We propose a novel approach to procedural texture generation for use in video game scenes utilizing a modified Pix2PixHD model to artificially enhance first-person-view renders of low-fidelity scenes and extract the synthetic textures. To increase performance, we take advantage of the additional information available through the explicit scene representation to pass normal and depth in addition to low-fidelity color maps to the model, and utilize texture coordinate data to extract textures effectively.

Contents

  1. Introduction
    1.1 Motivation
    1.2 Prior Work

  2. Overview
    2.1 Methodology
    2.2 Auxiliary frame data
    2.3 Full pipeline

  3. Data acquisition
    3.1 Requirements
    3.2 Half-Life 2
    3.3 Exporting color and auxiliary maps from Blender

  4. Model description
    4.1 Model Setup and Training Specifics
    4.2 Adopting Attention Mechanisms for Better Spatial Understanding
    4.3 Iterative Texture Recovery from Output Views

  5. Results
    5.1 Evaluating on in-domain data
    5.2 Generalization and ablation discussions
    5.3 Extracted textures

  6. Conclusions
    6.1 Summary
    6.2 Future Work

References

Introduction

Motivation

Technical advancements in both hardware and software solutions have dramatically expanded the boundaries of graphical fidelity.

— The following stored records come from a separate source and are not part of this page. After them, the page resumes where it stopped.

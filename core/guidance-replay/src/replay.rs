//! Drives a `GuidanceEngine` through a scenario and records every distinct
//! snapshot it publishes.

use std::sync::Arc;

use chrono::{DateTime, SecondsFormat, Utc};
use guidance_core::{
    GuidanceConfig, GuidanceEngine, GuidanceSnapshot, LocationFeed, PlaceSearchClient,
};
use serde::Serialize;
use tokio::sync::watch;
use tokio::time::{sleep_until, Instant};
use tracing::{debug, info};

use crate::scenario::{Event, FixtureProvider, Scenario};

/// One published snapshot, stamped with scenario time and wall time.
#[derive(Debug, Clone, Serialize)]
pub struct Frame {
    pub at_ms: u64,
    pub timestamp: String,
    pub snapshot: GuidanceSnapshot,
}

struct Recorder {
    started: Instant,
    wall_start: DateTime<Utc>,
    frames: Vec<Frame>,
}

impl Recorder {
    fn record(&mut self, snapshot: GuidanceSnapshot) {
        let elapsed = self.started.elapsed();
        let at_ms = u64::try_from(elapsed.as_millis()).unwrap_or(u64::MAX);
        let wall = chrono::Duration::from_std(elapsed)
            .map(|offset| self.wall_start + offset)
            .unwrap_or(self.wall_start);

        debug!(at_ms, state = ?snapshot.state, "Frame recorded");
        self.frames.push(Frame {
            at_ms,
            timestamp: wall.to_rfc3339_opts(SecondsFormat::Millis, true),
            snapshot,
        });
    }

    /// Record every change published before `deadline`.
    async fn collect_until(
        &mut self,
        updates: &mut watch::Receiver<GuidanceSnapshot>,
        deadline: Instant,
    ) {
        loop {
            tokio::select! {
                changed = updates.changed() => {
                    if changed.is_err() {
                        return;
                    }
                    let snapshot = updates.borrow_and_update().clone();
                    self.record(snapshot);
                }
                _ = sleep_until(deadline) => return,
            }
        }
    }
}

/// Run the scenario to completion and return the recorded frames, starting
/// with the engine's initial snapshot.
pub async fn run(scenario: &Scenario, config: GuidanceConfig) -> Vec<Frame> {
    let feed = Arc::new(LocationFeed::new());
    let provider = Arc::new(FixtureProvider::new(&scenario.fixtures));
    let search = PlaceSearchClient::new(provider, config.search.clone());
    let engine = GuidanceEngine::new(feed.clone(), search, config);
    let mut updates = engine.subscribe();

    let mut recorder = Recorder {
        started: Instant::now(),
        wall_start: Utc::now(),
        frames: Vec::new(),
    };

    info!(scenario = %scenario.name, steps = scenario.steps.len(), "Replay started");
    engine.start();
    recorder.record(updates.borrow_and_update().clone());

    for step in &scenario.steps {
        let due = recorder.started + std::time::Duration::from_millis(step.at_ms);
        recorder.collect_until(&mut updates, due).await;
        apply(&engine, &feed, &step.event);
    }

    let end = recorder.started + scenario.duration();
    recorder.collect_until(&mut updates, end).await;
    engine.stop();

    info!(frames = recorder.frames.len(), "Replay finished");
    recorder.frames
}

fn apply(engine: &GuidanceEngine, feed: &LocationFeed, event: &Event) {
    debug!(?event, "Applying step");
    match event {
        Event::Authorization { status } => feed.set_authorization(*status),
        Event::Revoke => feed.report_denied(),
        Event::RequestAuthorization => {
            engine.request_authorization();
            if feed.take_authorization_request() {
                debug!("Engine asked for permission");
            }
        }
        Event::Location { .. } => {
            if let Some(fix) = event.location_fix() {
                feed.update_location(fix);
            }
        }
        Event::Heading { .. } => {
            if let Some(fix) = event.heading_fix() {
                feed.update_heading(fix);
            }
        }
        Event::ClearHeading => feed.clear_heading(),
        Event::EnableCafe => engine.enable_cafe_search(),
        Event::Retry => engine.retry_search_now(),
    }
}
//! Synchronous heart of the engine.
//!
//! `EngineCore` owns every canonical field and is driven by explicit inputs
//! (`Readings` and an `Instant`), so the whole state machine can be exercised
//! without spawning anything. The async shell in `engine/mod.rs` decides when
//! to call it and runs the searches it asks for.

use tokio::time::{Duration, Instant};
use tracing::{debug, info, warn};

use super::policy::{decide_target, search_trigger, SearchSession, SearchTrigger, TargetDecision};
use super::snapshot::{display_name, GuidanceSnapshot};
use super::state::{derive_state, is_low_accuracy, StateInputs};
use crate::config::GuidanceConfig;
use crate::distance::{self, DistancePresentation};
use crate::error::SearchError;
use crate::geo;
use crate::location::LocationReadings;
use crate::types::{Coordinate, GuidanceState, LocationFix, SearchMode, Spot, SpotCategory};

/// Inputs for one step, as returned by [`crate::LocationProvider::readings`].
pub(crate) type Readings = LocationReadings;

/// A search the core wants run. Its result must come back through
/// `complete_search` with the same generation.
#[derive(Debug, Clone, Copy, PartialEq)]
pub(crate) struct SearchTicket {
    pub(crate) generation: u64,
    pub(crate) location: Coordinate,
    pub(crate) mode: SearchMode,
    pub(crate) preference: SpotCategory,
}

#[derive(Debug, Default)]
struct Readout {
    arrow_angle: Option<f64>,
    distance_meters: Option<f64>,
    presentation: Option<DistancePresentation>,
    smoothed_angle: Option<f64>,
    last_angle_update: Option<Instant>,
}

pub(crate) struct EngineCore {
    config: GuidanceConfig,
    state: GuidanceState,
    current_target: Option<Spot>,
    search_mode: SearchMode,
    cafe_preference: SpotCategory,
    force_target_update: bool,
    generation: u64,
    in_flight: Option<SearchTicket>,
    has_no_results: bool,
    last_search_failed: bool,
    session: SearchSession,
    readout: Readout,
}

impl EngineCore {
    pub(crate) fn new(config: GuidanceConfig) -> Self {
        Self {
            config,
            state: GuidanceState::PermissionNotDetermined,
            current_target: None,
            search_mode: SearchMode::SmokingOnly,
            cafe_preference: SpotCategory::SmokingSpot,
            force_target_update: false,
            generation: 0,
            in_flight: None,
            has_no_results: false,
            last_search_failed: false,
            session: SearchSession::default(),
            readout: Readout::default(),
        }
    }

    pub(crate) fn state(&self) -> GuidanceState {
        self.state
    }

    pub(crate) fn is_searching(&self) -> bool {
        self.in_flight.is_some()
    }

    /// Fast while the arrow is on screen, slow otherwise.
    pub(crate) fn tick_interval(&self) -> Duration {
        if self.state.is_guiding() {
            self.config.engine.fast_tick()
        } else {
            self.config.engine.slow_tick()
        }
    }

    /// One scheduling step. Returns the search to start, if any.
    pub(crate) fn tick(&mut self, readings: &Readings, now: Instant) -> Option<SearchTicket> {
        self.advance(readings, now, true)
    }

    /// Same as `tick` but never starts a search.
    pub(crate) fn settle(&mut self, readings: &Readings, now: Instant) {
        self.advance(readings, now, false);
    }

    fn advance(
        &mut self,
        readings: &Readings,
        now: Instant,
        allow_search: bool,
    ) -> Option<SearchTicket> {
        self.update_state(readings);

        if !readings.authorization.is_authorized() {
            self.reset_guidance();
            return None;
        }
        let Some(fix) = readings.location else {
            self.reset_guidance();
            return None;
        };

        let mut ticket = None;
        if allow_search && !self.is_searching() {
            if let Some(trigger) = search_trigger(
                &self.session,
                self.last_search_failed,
                &fix,
                self.search_mode,
                now,
                &self.config.policy,
            ) {
                ticket = Some(self.begin_search(&fix, now, trigger));
            }
        }

        self.update_guidance(&fix, readings.best_heading, now);
        self.update_state(readings);
        ticket
    }

    /// Start a search right away, superseding any in flight.
    pub(crate) fn manual_search(&mut self, readings: &Readings, now: Instant) -> Option<SearchTicket> {
        if !readings.authorization.is_authorized() {
            return None;
        }
        let fix = readings.location?;
        Some(self.begin_search(&fix, now, SearchTrigger::Manual))
    }

    /// One-way switch to café-inclusive search. Returns a search to start
    /// when a fix is already available.
    pub(crate) fn enable_cafe_search(
        &mut self,
        readings: &Readings,
        now: Instant,
    ) -> Option<SearchTicket> {
        if self.search_mode != SearchMode::SmokingOnly {
            return None;
        }
        self.search_mode = SearchMode::IncludeCafe;
        self.cafe_preference = SpotCategory::Cafe;
        self.force_target_update = true;
        info!("Café search enabled");

        let fix = readings.location?;
        Some(self.begin_search(&fix, now, SearchTrigger::ModeChanged))
    }

    fn begin_search(&mut self, fix: &LocationFix, now: Instant, trigger: SearchTrigger) -> SearchTicket {
        self.generation += 1;
        self.last_search_failed = false;
        self.has_no_results = false;
        self.session.record_start(fix, self.search_mode, now);

        info!(
            trigger = trigger.as_str(),
            generation = self.generation,
            mode = self.search_mode.as_str(),
            accuracy_m = fix.horizontal_accuracy,
            "Starting search"
        );

        let ticket = SearchTicket {
            generation: self.generation,
            location: fix.coordinate,
            mode: self.search_mode,
            preference: self.cafe_preference,
        };
        self.in_flight = Some(ticket);
        ticket
    }

    /// Apply a finished search. Returns false when the result belongs to a
    /// superseded attempt and was dropped.
    pub(crate) fn complete_search(
        &mut self,
        generation: u64,
        result: Result<Vec<Spot>, SearchError>,
        user_location: &Coordinate,
    ) -> bool {
        if self.in_flight.map(|ticket| ticket.generation) != Some(generation) {
            debug!(generation, current = self.generation, "Discarding superseded search result");
            return false;
        }
        self.in_flight = None;

        match result {
            Ok(spots) => {
                self.last_search_failed = false;
                self.has_no_results = spots.is_empty();
                self.session.consecutive_failures = 0;
                self.apply_candidates(&spots, user_location);
            }
            Err(SearchError::Cancelled) => {
                // No outcome to back off from; the next tick searches again.
                self.session.last_started_at = None;
                debug!(generation, "Search cancelled");
            }
            Err(err) => {
                self.last_search_failed = true;
                self.has_no_results = false;
                self.session.consecutive_failures += 1;
                warn!(
                    error = %err,
                    failures = self.session.consecutive_failures,
                    "Search failed"
                );
            }
        }
        true
    }

    /// Complete the in-flight search as cancelled. Used when its task is
    /// aborted from outside, e.g. on stop.
    pub(crate) fn cancel_search(&mut self) {
        if let Some(ticket) = self.in_flight {
            self.complete_search(ticket.generation, Err(SearchError::Cancelled), &ticket.location);
        }
    }

    fn apply_candidates(&mut self, spots: &[Spot], user_location: &Coordinate) {
        let decision = decide_target(
            self.current_target.as_ref(),
            spots,
            user_location,
            self.force_target_update,
            self.config.policy.target_switch_ratio,
        );

        match decision {
            TargetDecision::Clear => {
                if self.current_target.take().is_some() {
                    info!("Target cleared");
                }
                self.force_target_update = false;
            }
            TargetDecision::Adopt(spot) => {
                if self.current_target.as_ref() != Some(&spot) {
                    info!(
                        spot = %display_name(&spot),
                        category = spot.category.as_str(),
                        distance_m = spot.distance_from(user_location).round(),
                        "Target changed"
                    );
                }
                self.current_target = Some(spot);
                self.force_target_update = false;
            }
            TargetDecision::Keep => {}
        }
    }

    fn update_state(&mut self, readings: &Readings) {
        let low_accuracy = is_low_accuracy(
            readings.location.as_ref(),
            readings.heading.as_ref(),
            readings.best_heading,
            &self.config.accuracy,
        );
        let next = derive_state(&StateInputs {
            authorization: readings.authorization,
            has_location: readings.location.is_some(),
            has_target: self.current_target.is_some(),
            is_searching: self.is_searching(),
            last_search_failed: self.last_search_failed,
            has_no_results: self.has_no_results,
            low_accuracy,
        });
        if next != self.state {
            debug!(from = ?self.state, to = ?next, "State changed");
            self.state = next;
        }
    }

    fn update_guidance(&mut self, fix: &LocationFix, best_heading: Option<f64>, now: Instant) {
        let Some(target) = self.current_target.as_ref() else {
            self.reset_guidance();
            return;
        };

        let distance = target.distance_from(&fix.coordinate);
        self.readout.distance_meters = Some(distance);
        self.readout.presentation = Some(distance::presentation(distance));

        let Some(heading) = best_heading else {
            self.readout.arrow_angle = None;
            self.readout.smoothed_angle = None;
            self.readout.last_angle_update = None;
            return;
        };

        let bearing = geo::bearing_degrees(&fix.coordinate, &target.coordinate);
        let relative = geo::normalize_180(bearing - heading);
        let delta_time = self
            .readout
            .last_angle_update
            .map(|last| now.saturating_duration_since(last).as_secs_f64())
            .unwrap_or(0.0);
        self.readout.last_angle_update = Some(now);

        let smoothed = geo::smooth_angle_degrees(
            self.readout.smoothed_angle,
            relative,
            delta_time,
            self.config.engine.heading_smoothing_secs,
        );
        self.readout.smoothed_angle = Some(smoothed);
        self.readout.arrow_angle = Some(smoothed);
    }

    fn reset_guidance(&mut self) {
        self.readout = Readout::default();
    }

    pub(crate) fn snapshot(&self) -> GuidanceSnapshot {
        GuidanceSnapshot::build(
            self.state,
            self.readout.arrow_angle,
            self.readout.distance_meters,
            self.readout.presentation.as_ref(),
            self.current_target.as_ref(),
            self.search_mode,
        )
    }
}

As a result, player expectations for visually stunning, immersive environments have surged. Modern games are judged not only by their mechanics and narrative depth but also by the realism and artistry of their visual assets.

Meeting these expectations can be challenging for game developers. Creating high-quality game assets, particularly textures, is time-consuming and cost intensive. Artists spend a significant amount of time creating different texture maps for each object all of which must be aligned with the 3D geometry in a tedious process known as UV mapping. This focus on asset production can divert time and resources from the core goal of game development: designing engaging and enjoyable experiences. Excessive effort on graphical fidelity can detract from the creative energy needed to enhance the player’s interaction with the game world.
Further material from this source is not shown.